By Adam Porter in Perpignan, France
A new report, Impacts Of A Warming Arctic, by a multi-government-backed scientific group, acknowledges the deep problems faced by humanity regarding global warming.
But it also points to possible benefits for oil exploration, extraction and shipping with possible energy industry advances for the artic "sub region", including Alaska and western Canada.
The Arctic Council is an intergovernmental forum comprising Canada, Denmark, Finland, Iceland, Norway, Russia, Sweden, and the United States. The International Arctic Science Committee (IASC) is a non-governmental organisation that facilitates cooperation in all aspects of arctic research.
Their report says: "Extensive oil and gas reserves have been discovered in Alaska along the Beaufort sea coast and ... offshore oil exploration and production are likely to benefit from less extensive and thinner ice."
They also note that the Canadian "northwest passage" is likely to offer opportunities for oil and commodity shipping. "The costs and benefits of a longer shipping season in the Canadian arctic areas are likely to be significant."
Siberia will also see "the opening of the Northern Sea Route to commercial shipping. Summertime access to most coastal waters of the Eurasian arctic is projected to be relatively ice free within a few decades, with much more extensive melting later in the century."
Greater access
This means that the "oil and natural gas industries are likely to [have] improved access by sea".
Norway's oil industry, traditionally one of the biggest in the world, will also see benefits from this unprecedented climatic change as "marine access to oil, gas and mineral resources is likely to improve as sea ice retreats".
But this is where the "good news" ends.
The report draws less than positive conclusions about global warming and its effects on the artic wilderness. Rather than assuming a positive note, much of the effects of increased access to oil deposits are in fact negative.

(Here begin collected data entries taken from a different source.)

//! # Strata - Historical index of code structure
//!
//! Walks a git repository's history oldest-first and records, for every
//! commit, the modules, classes, functions and attributes that existed in
//! its Python sources.
//!
//! Strata provides:
//! - A history walker driving one storage transaction per commit
//! - An iterative tree walk over each commit's file tree
//! - Tree-sitter based structural extraction of Python files
//! - SQLite-backed append-only storage of the extracted records

pub mod model;
pub mod storage;
pub mod walker;
pub mod analyzer;
pub mod history;
pub mod indexer;
pub mod ignore;
pub mod output;
pub mod config;
pub mod ui;

#[cfg(test)]
pub(crate) mod test_support;

// Re-exports for convenient access
pub use model::{CommitRecord, Owner};
pub use storage::SqliteStore;
pub use walker::{SourceFile, SourceFiles, SourceFilter};
pub use analyzer::{FileOutcome, ModuleOutline, PythonAnalyzer, SkipReason};
pub use history::GitHistory;
pub use indexer::{IndexStats, Indexer};

/// Result type alias for Strata operations
pub type Result<T> = std::result::Result<T, Error>;

/// Error types for Strata operations
#[derive(Debug, thiserror::Error)]
pub enum Error {
    #[error("Repository error: {0}")]
    Repository(#[from] git2::Error),

    #[error("Storage error: {0}")]
    Storage(#[from] rusqlite::Error),

    #[error("Schema mismatch: table `{table}` has no column `{column}`")]
    SchemaMismatch { table: String, column: String },

    #[error("Parse error: {0}")]
    Parse(String),

    #[error("Invalid record: {0}")]
    InvalidRecord(String),
}
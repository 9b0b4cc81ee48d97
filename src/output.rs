//! Progress lines written while indexing
//!
//! One line per commit and one per file, on stdout. Informational only;
//! set `STRATA_QUIET=1` to silence them.

use std::sync::OnceLock;

static QUIET: OnceLock<bool> = OnceLock::new();

pub fn is_quiet() -> bool {
    *QUIET.get_or_init(|| {
        std::env::var("STRATA_QUIET")
            .map(|v| v == "1" || v.eq_ignore_ascii_case("true"))
            .unwrap_or(false)
    })
}

pub fn commit_progress(id: &str) {
    if !is_quiet() {
        println!("Analyzing commit {}", id);
    }
}

pub fn file_progress(path: &str) {
    if !is_quiet() {
        println!("Analyzing file {}", path);
    }
}
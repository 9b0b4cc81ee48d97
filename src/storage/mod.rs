//! Storage Layer - SQLite-backed persistence
//!
//! System of record is SQLite with tables:
//! - commits(sha1, authored_at, committed_at)
//! - modules(name, commit_id)
//! - classes(name, module_id, start_lineno, end_lineno)
//! - functions(name, module_id | class_id, start_lineno, end_lineno)
//! - attributes(name, module_id | class_id)

pub mod schema;
pub mod sqlite;

pub use sqlite::{SqliteStore, CommitTransaction, DbStats};
//! Python analyzer
//!
//! Extracts module-scope structure from Python source files using tree-sitter.
//! Compound statements at module scope are entered; function and class
//! bodies are not, except one level into class bodies for methods and
//! instance attributes.

use crate::{Error, Result};
use super::{ClassOutline, FileOutcome, FunctionOutline, ModuleOutline, SkipReason};
use std::collections::HashSet;
use tree_sitter::{Node, Parser};

/// Decorators that make a method's first parameter something other than the instance
const NON_INSTANCE_DECORATORS: &[&str] = &["staticmethod", "classmethod"];

/// Python 2 statements the grammar still accepts but a Python 3 parser rejects
const LEGACY_STATEMENTS: &[&str] = &["print_statement", "exec_statement"];

/// Nodes that open a scope of their own at module level
const SCOPED_EXPRESSIONS: &[&str] = &[
    "lambda",
    "list_comprehension",
    "set_comprehension",
    "dictionary_comprehension",
    "generator_expression",
];

/// Python analyzer.
///
/// Holds nothing but the parser itself, so a fresh analyzer per commit
/// guarantees no state carries over from one revision to the next.
pub struct PythonAnalyzer {
    parser: Parser,
}

impl PythonAnalyzer {
    /// Create a new Python analyzer
    pub fn new() -> Result<Self> {
        let mut parser = Parser::new();
        parser
            .set_language(&tree_sitter_python::LANGUAGE.into())
            .map_err(|e| Error::Parse(format!("Failed to set language: {}", e)))?;
        Ok(Self { parser })
    }

    /// Analyze one file given its path segments and raw content
    pub fn analyze(&mut self, path: &[String], content: &[u8]) -> FileOutcome {
        let source = match std::str::from_utf8(content) {
            Ok(s) => s.strip_prefix('\u{feff}').unwrap_or(s),
            Err(e) => {
                return FileOutcome::Skipped(SkipReason::Decode { valid_up_to: e.valid_up_to() });
            }
        };

        let Some(tree) = self.parser.parse(source, None) else {
            return FileOutcome::Skipped(SkipReason::NoTree);
        };

        let root = tree.root_node();
        if root.has_error() {
            return FileOutcome::Skipped(SkipReason::Syntax { line: first_error_line(root) });
        }
        if let Some(legacy) = first_legacy_statement(root) {
            return FileOutcome::Skipped(SkipReason::Syntax { line: start_line(legacy) });
        }

        let mut outline = ModuleOutline::new(path.join("/"));
        let mut seen = HashSet::new();

        // The first binding of a name decides what the name is
        for (name, binding) in module_bindings(root, source) {
            if !seen.insert(name) {
                continue;
            }
            match binding {
                Binding::Class(node) => {
                    if let Some(class) = extract_class(node, source) {
                        outline.classes.push(class);
                    }
                }
                Binding::Function(node) => {
                    if let Some(function) = extract_function(node, source) {
                        outline.functions.push(function);
                    }
                }
                Binding::Name => outline.attributes.push(name.to_string()),
                Binding::Import => {}
            }
        }

        FileOutcome::Parsed(outline)
    }
}

/// What bound a module-scope name
#[derive(Debug, Clone, Copy)]
enum Binding<'t> {
    Class(Node<'t>),
    Function(Node<'t>),
    /// Assignment, loop variable, `as` target or walrus
    Name,
    Import,
}

/// Every name bound at module scope, in source order, with what bound it.
///
/// `if`, `for`, `while`, `try`, `with` and `match` blocks are entered.
/// Function and class bodies, lambdas and comprehensions are not.
fn module_bindings<'t, 's>(root: Node<'t>, source: &'s str) -> Vec<(&'s str, Binding<'t>)> {
    let mut bindings = Vec::new();
    let mut stack = vec![root];

    while let Some(node) = stack.pop() {
        match node.kind() {
            "class_definition" | "function_definition" => {
                if let Some(name) = node.child_by_field_name("name").and_then(|n| node_text(n, source)) {
                    let binding = if node.kind() == "class_definition" {
                        Binding::Class(node)
                    } else {
                        Binding::Function(node)
                    };
                    bindings.push((name, binding));
                }
                continue;
            }
            kind if SCOPED_EXPRESSIONS.contains(&kind) => continue,
            "assignment" | "augmented_assignment" | "for_statement" => {
                if let Some(left) = node.child_by_field_name("left") {
                    bind_targets(left, source, &mut bindings);
                }
            }
            "named_expression" => {
                if let Some(name) = node.child_by_field_name("name") {
                    bind_targets(name, source, &mut bindings);
                }
            }
            "as_pattern" => {
                if let Some(alias) = node.child_by_field_name("alias") {
                    bind_targets(alias, source, &mut bindings);
                }
            }
            "except_clause" | "except_group_clause" => {
                if let Some(alias) = except_alias(node) {
                    bind_targets(alias, source, &mut bindings);
                }
            }
            "import_statement" | "import_from_statement" => {
                bindings.extend(imported_names(node, source).into_iter().map(|name| (name, Binding::Import)));
                continue;
            }
            _ => {}
        }

        // Push children in reverse so they pop in source order
        let mut cursor = node.walk();
        let children: Vec<Node> = node.named_children(&mut cursor).collect();
        stack.extend(children.into_iter().rev());
    }

    bindings
}

/// Record the plain names among an assignment target's leaves
fn bind_targets<'t, 's>(target: Node<'t>, source: &'s str, out: &mut Vec<(&'s str, Binding<'t>)>) {
    let mut targets = Vec::new();
    flatten_targets(target, &mut targets);
    out.extend(
        targets
            .into_iter()
            .filter(|t| t.kind() == "identifier")
            .filter_map(|t| node_text(t, source))
            .map(|name| (name, Binding::Name)),
    );
}

/// The target after `as` (or the legacy `,`) in an except clause
fn except_alias(clause: Node) -> Option<Node> {
    if let Some(alias) = clause.child_by_field_name("alias") {
        return Some(alias);
    }
    let mut cursor = clause.walk();
    let keyword = clause.children(&mut cursor).find(|c| !c.is_named() && matches!(c.kind(), "as" | ","))?;
    keyword.next_named_sibling()
}

/// Names an import statement binds: the alias if any, else the first dotted segment
fn imported_names<'s>(statement: Node, source: &'s str) -> Vec<&'s str> {
    let mut cursor = statement.walk();
    let names: Vec<&str> = statement
        .children_by_field_name("name", &mut cursor)
        .filter_map(|name| {
            let bound = match name.kind() {
                "aliased_import" => name.child_by_field_name("alias")?,
                "dotted_name" => name.named_child(0)?,
                _ => name,
            };
            node_text(bound, source)
        })
        .collect();
    names
}

/// Extract a top-level class, its methods and its instance attributes
fn extract_class(node: Node, source: &str) -> Option<ClassOutline> {
    let name = node_text(node.child_by_field_name("name")?, source)?;
    let mut class = ClassOutline {
        name: name.to_string(),
        start_lineno: start_line(node),
        end_lineno: end_line(node),
        instance_attributes: Vec::new(),
        methods: Vec::new(),
    };

    let Some(body) = node.child_by_field_name("body") else {
        return Some(class);
    };

    let mut cursor = body.walk();
    for child in body.named_children(&mut cursor) {
        let Some(method) = unwrap_decorated(child) else {
            continue;
        };
        if method.kind() != "function_definition" {
            continue;
        }
        if let Some(method_name) = method.child_by_field_name("name").and_then(|n| node_text(n, source)) {
            class.methods.push(method_name.to_string());
        }

        if is_instance_method(child, source) {
            if let Some(receiver) = first_parameter(method, source) {
                collect_instance_attributes(method, receiver, source, &mut class.instance_attributes);
            }
        }
    }

    Some(class)
}

/// Extract a top-level function with its own line span
fn extract_function(node: Node, source: &str) -> Option<FunctionOutline> {
    let name = node_text(node.child_by_field_name("name")?, source)?;
    Some(FunctionOutline {
        name: name.to_string(),
        start_lineno: start_line(node),
        end_lineno: end_line(node),
    })
}

/// Strip decorators, returning the class or function definition underneath
fn unwrap_decorated(node: Node) -> Option<Node> {
    match node.kind() {
        "decorated_definition" => node.child_by_field_name("definition"),
        "class_definition" | "function_definition" => Some(node),
        _ => None,
    }
}

/// A method is an instance method unless decorated as static or class method
fn is_instance_method(node: Node, source: &str) -> bool {
    if node.kind() != "decorated_definition" {
        return true;
    }
    let mut cursor = node.walk();
    let decorated_away = node
        .named_children(&mut cursor)
        .filter(|c| c.kind() == "decorator")
        .filter_map(|d| d.named_child(0))
        .filter_map(|expr| node_text(expr, source))
        .any(|name| NON_INSTANCE_DECORATORS.contains(&name));
    !decorated_away
}

/// Name of the first positional parameter of a function
fn first_parameter<'s>(function: Node, source: &'s str) -> Option<&'s str> {
    let params = function.child_by_field_name("parameters")?;
    let mut cursor = params.walk();
    let first = params
        .named_children(&mut cursor)
        .find(|p| p.kind() != "comment")?;

    parameter_name(first)
        .filter(|n| n.kind() == "identifier")
        .and_then(|n| node_text(n, source))
}

/// Whether a function or lambda declares a parameter called `name`
fn declares_parameter(function: Node, name: &str, source: &str) -> bool {
    let Some(params) = function.child_by_field_name("parameters") else {
        return false;
    };
    let mut cursor = params.walk();
    let declared = params
        .named_children(&mut cursor)
        .filter_map(|p| match p.kind() {
            "list_splat_pattern" | "dictionary_splat_pattern" => p.named_child(0),
            _ => parameter_name(p),
        })
        .any(|n| node_text(n, source) == Some(name));
    declared
}

/// The name node of a single parameter; splats yield their pattern, not a name
fn parameter_name(param: Node) -> Option<Node> {
    match param.kind() {
        "identifier" => Some(param),
        "typed_parameter" => param.named_child(0),
        "default_parameter" | "typed_default_parameter" => param.child_by_field_name("name"),
        _ => None,
    }
}

/// Collect `<receiver>.<name>` assignment targets inside a method body.
///
/// Nested functions and lambdas see the receiver through their closure and
/// are entered, unless one of their own parameters shadows it. Nested
/// classes are not entered.
fn collect_instance_attributes(method: Node, receiver: &str, source: &str, out: &mut Vec<String>) {
    let Some(body) = method.child_by_field_name("body") else {
        return;
    };

    let mut stack = vec![body];
    let mut targets = Vec::new();

    while let Some(node) = stack.pop() {
        match node.kind() {
            "class_definition" => continue,
            "function_definition" | "lambda" if declares_parameter(node, receiver, source) => continue,
            "assignment" | "augmented_assignment" => {
                if let Some(left) = node.child_by_field_name("left") {
                    targets.clear();
                    flatten_targets(left, &mut targets);
                    for target in &targets {
                        if let Some(name) = instance_attribute_name(*target, receiver, source) {
                            if !out.iter().any(|existing| existing == name) {
                                out.push(name.to_string());
                            }
                        }
                    }
                }
            }
            _ => {}
        }

        // Push children in reverse so they pop in source order
        let mut cursor = node.walk();
        let children: Vec<Node> = node.named_children(&mut cursor).collect();
        stack.extend(children.into_iter().rev());
    }
}

fn instance_attribute_name<'s>(target: Node, receiver: &str, source: &'s str) -> Option<&'s str> {
    if target.kind() != "attribute" {
        return None;
    }
    let object = target.child_by_field_name("object")?;
    if object.kind() != "identifier" || node_text(object, source)? != receiver {
        return None;
    }
    node_text(target.child_by_field_name("attribute")?, source)
}

/// Flatten tuple/list patterns into their individual targets
fn flatten_targets<'t>(node: Node<'t>, out: &mut Vec<Node<'t>>) {
    match node.kind() {
        "pattern_list" | "tuple_pattern" | "list_pattern" | "list_splat_pattern"
        | "parenthesized_expression" | "tuple" | "list" | "list_splat" | "expression_list"
        | "as_pattern_target" => {
            let mut cursor = node.walk();
            for child in node.named_children(&mut cursor) {
                flatten_targets(child, out);
            }
        }
        _ => out.push(node),
    }
}

/// First Python 2 only statement anywhere in the tree, in document order
fn first_legacy_statement(root: Node) -> Option<Node> {
    let mut stack = vec![root];
    while let Some(node) = stack.pop() {
        if LEGACY_STATEMENTS.contains(&node.kind()) {
            return Some(node);
        }
        let mut cursor = node.walk();
        let children: Vec<Node> = node.named_children(&mut cursor).collect();
        stack.extend(children.into_iter().rev());
    }
    None
}

/// Line of the first error or missing node, in document order
fn first_error_line(root: Node) -> u32 {
    let mut stack = vec![root];
    while let Some(node) = stack.pop() {
        if node.is_error() || node.is_missing() {
            return start_line(node);
        }
        let mut cursor = node.walk();
        let children: Vec<Node> = node
            .children(&mut cursor)
            .filter(|c| c.has_error() || c.is_missing())
            .collect();
        stack.extend(children.into_iter().rev());
    }
    start_line(root)
}

fn node_text<'s>(node: Node, source: &'s str) -> Option<&'s str> {
    source.get(node.byte_range())
}

fn start_line(node: Node) -> u32 {
    node.start_position().row as u32 + 1
}

/// Last line a node occupies; a node ending at column 0 ends on the previous line
fn end_line(node: Node) -> u32 {
    let end = node.end_position();
    let start = node.start_position();
    if end.column == 0 && end.row > start.row {
        end.row as u32
    } else {
        end.row as u32 + 1
    }
}
pub struct Icons;

impl Icons {
    pub const ROCKET: &str = "🚀";
    pub const CHECK: &str = "✅";
    pub const WARN: &str = "⚠️";
    pub const STATS: &str = "📊";
    pub const FOLDER: &str = "📂";
    pub const DATABASE: &str = "🗄️";
    pub const BRANCH: &str = "🌿";
    pub const CLOCK: &str = "⏱️";
}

Oil spills will increase and access by land may be harder. In fact any possible benefit that the oil industry may receive will be outweighed by the deep disadvantages global warming will bring.
Some of those dangers are already here.
As ice roads melt "access to resources by land is likely to be hampered in many places due to a shortening of the season during which the ground is sufficiently frozen for travel", the report says.
Locals adversely affected
Local economies, local culture, health and the diversity of arctic nature are all likely to be adversely affected.
"Tidal forces" are likely to be much stronger, erosion anddamage along coastlines will probably be significantly greater.
Infrastructure, including oil pipelines, rigs and associated buildings are going to falter and fail as the ground underneath them starts to melt.
"Coastal erosion will pose increasing problems for some ports, tanker terminals and other industrial facilities. Some towns and industrial facilities are already facing severe damage and some are facing relocation as warming begins to take its toll."
Foreshadowing
In Russia, there are signs of what may be to come. Oil works built on the softening, eroding land are no longer safe from the elements. In fact their very existence may be their undoing.
"The [Russian] oil storage facility at Varandei on the Pechora Sea was built on a barrier island. Damage to the dunes and beach due to the facility's construction and use have accelerated natural rates of coastal erosion. The reduction in sea ice, thawing coastal permafrost, rising sea level are projected to exacerbate the existing erosion problem," the report says.As a result, the rusting Russian storage tanks now sit just metres from the raging tides.
As the ice caps melt a litany of new problems will be brought by the oil industry. Oil spills in the arctic "last much longer and are far worse than first suspected", the committee warns.
These spills will be hampered by political questions, such as those over shipping lane sovereignty, which country will own the new shipping, who will clean up the spills and will the tax payers of the arctic nations be prepared to pay for oil industry spillage in difficult to access areas?
Costs outweigh benefits
As well as the political, there are practical questions.
Oil spills in icy areas are much harder to clean up than those in open seas. A study of the oil spills from the Exxon Valdez in 1989, quoted by the IASC, show that the "oil is like it was two or three weeks after the spill." These spills will cause "chronic problems that will continue for some species for many years".
Meanwhile obvious problems associated with broken oil pipelines are becoming readily apparent, even now.
"Structural failures of industrial infrastructure are becoming more common ... oil and gas pipelines are breaking, causing accidents and spills that have removed large amounts of land from use because of soil contamination," the report warns.
So, even if the oil industry can benefit from increased sea borne access, it may well find the benefits are outweighed by the costly collapse of its land facilities.
While a select number of oil businesses may profit, the report makes clear that the environmental catastrophe will not benefit the wider human or natural community.
Instead, arctic global warming will bring about expensive and far reaching damage to the societies ranged along it, something the eight governments who commissioned the report may well have to take on board.